SegOps AIDocs

Behavioral vs. RFM segmentation

RFM and behavioral segmentation are two ways to group customers, and they're easy to confuse because both use customer activity. **RFM segmentation** scores customers on three transactional dimensions — Recency, Frequency, and Monetary value — and buckets them accordingly. **Behavioral segmentation** is broader: it groups customers by *any* pattern of actions, including non-purchase behavior like product views, searches, content engagement, or feature use. RFM is, in effect, a specific and popular flavor of behavioral segmentation built entirely from purchase history.

What RFM measures#

RFM reduces each customer to three numbers:

  • Recency — how recently they purchased.
  • Frequency — how often they purchase.
  • Monetary — how much they spend.

Score each dimension (say 1–5), combine them, and you get tidy cohorts: champions, loyal customers, at-risk, hibernating, and so on. It's interpretable, proven, and cheap to compute — which is why retailers have used it for decades.

Where RFM falls short#

RFM only sees transactions. It's blind to everything that happens between purchases — the browsing, the wishlist adds, the support tickets, the email engagement. Two customers with identical RFM scores can have completely different intent: one is actively shopping and about to convert; the other is drifting away. RFM can't tell them apart because neither has bought recently.

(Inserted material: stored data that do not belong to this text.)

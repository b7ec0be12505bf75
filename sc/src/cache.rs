//! One-shot cache for the built scope tree

use std::future::Future;
use std::sync::Arc;

use tokio::sync::OnceCell;
use tracing::debug;

use crate::error::ScopeError;
use crate::scope::ScopeNode;

/// Shared, immutable scope tree
pub type ScopeTree = Arc<[ScopeNode]>;

/// Holds the scope tree once it has been built successfully
///
/// Concurrent callers of [`ScopeTreeCache::get_or_try_build`] share a single
/// build. A failed build leaves the cache empty so the next call retries.
#[derive(Debug, Default)]
pub struct ScopeTreeCache {
    cell: OnceCell<ScopeTree>,
}

impl ScopeTreeCache {
    pub fn new() -> Self {
        Self::default()
    }

    /// Cached tree, if one has been built
    pub fn get(&self) -> Option<ScopeTree> {
        self.cell.get().cloned()
    }

    pub fn is_populated(&self) -> bool {
        self.cell.initialized()
    }

    /// Return the cached tree or run `build` to populate it
    pub async fn get_or_try_build<F, Fut>(&self, build: F) -> Result<ScopeTree, ScopeError>
    where
        F: FnOnce() -> Fut,
        Fut: Future<Output = Result<Vec<ScopeNode>, ScopeError>>,
    {
        let tree = self
            .cell
            .get_or_try_init(move || async move {
                debug!("ScopeTreeCache::get_or_try_build: cache empty, building");
                build().await.map(ScopeTree::from)
            })
            .await?;
        Ok(tree.clone())
    }

    /// Drop the cached tree so the next build fetches again
    pub fn reset(&mut self) {
        debug!("ScopeTreeCache::reset: called");
        self.cell.take();
    }
}

#[cfg(test)]
mod tests {
    use super::*;

    fn node(value: &str) -> ScopeNode {
        ScopeNode {
            label: value.to_string(),
            value: value.to_string(),
            raw: value.to_string(),
            children: Vec::new(),
        }
    }

    #[tokio::test]
    async fn test_builds_once() {
        let cache = ScopeTreeCache::new();
        assert!(cache.get().is_none());

        let first = cache.get_or_try_build(|| async { Ok(vec![node("39")]) }).await.unwrap();
        let second = cache.get_or_try_build(|| async { Ok(vec![node("40")]) }).await.unwrap();

        assert_eq!(first[0].value, "39");
        assert_eq!(second[0].value, "39");
        assert!(cache.is_populated());
    }

    #[tokio::test]
    async fn test_failure_is_not_cached() {
        let cache = ScopeTreeCache::new();

        let result = cache
            .get_or_try_build(|| async { Err(ScopeError::InvalidResponse("boom".to_string())) })
            .await;
        assert!(result.is_err());
        assert!(!cache.is_populated());

        let tree = cache.get_or_try_build(|| async { Ok(vec![node("39")]) }).await.unwrap();
        assert_eq!(tree.len(), 1);
    }

    #[tokio::test]
    async fn test_reset() {
        let mut cache = ScopeTreeCache::new();
        cache.get_or_try_build(|| async { Ok(vec![node("39")]) }).await.unwrap();

        cache.reset();
        assert!(cache.get().is_none());

        let tree = cache.get_or_try_build(|| async { Ok(vec![node("40")]) }).await.unwrap();
        assert_eq!(tree[0].value, "40");
    }
}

It's also inherently backward-looking. By the time a high-value customer's recency score drops, they may already be gone.

What behavioral segmentation adds#

Behavioral segmentation incorporates the full event stream, not just orders. That lets you build audiences RFM simply can't express:

  • "Viewed 3+ products in a category this week but hasn't purchased."
  • "Engaged with the last two campaigns but never added to cart."
  • "Used the size guide twice — likely uncertain about fit."

Combine behavioral signals with attributes and predictive scores (like churn risk or propensity), and you get cohorts that reflect intent, not just transaction history.

You don't have to choose#

In practice, the strongest setups use both. RFM gives you a stable value framework; behavioral signals give you timing and intent. A rule like "RFM champions who've gone quiet for 14 days and just viewed the new collection" blends both and is far more actionable than either alone.

How SegOps handles it#

SegOps AI treats RFM-style attributes and raw behavioral events as first-class, mixable conditions in the same rule. You can layer event frequency, recency, user or product attributes, and predictive operators — LTV, churn, propensity — in a single segment. Describe the audience in plain English with the AI rule studio, or build it explicitly in the rule builder.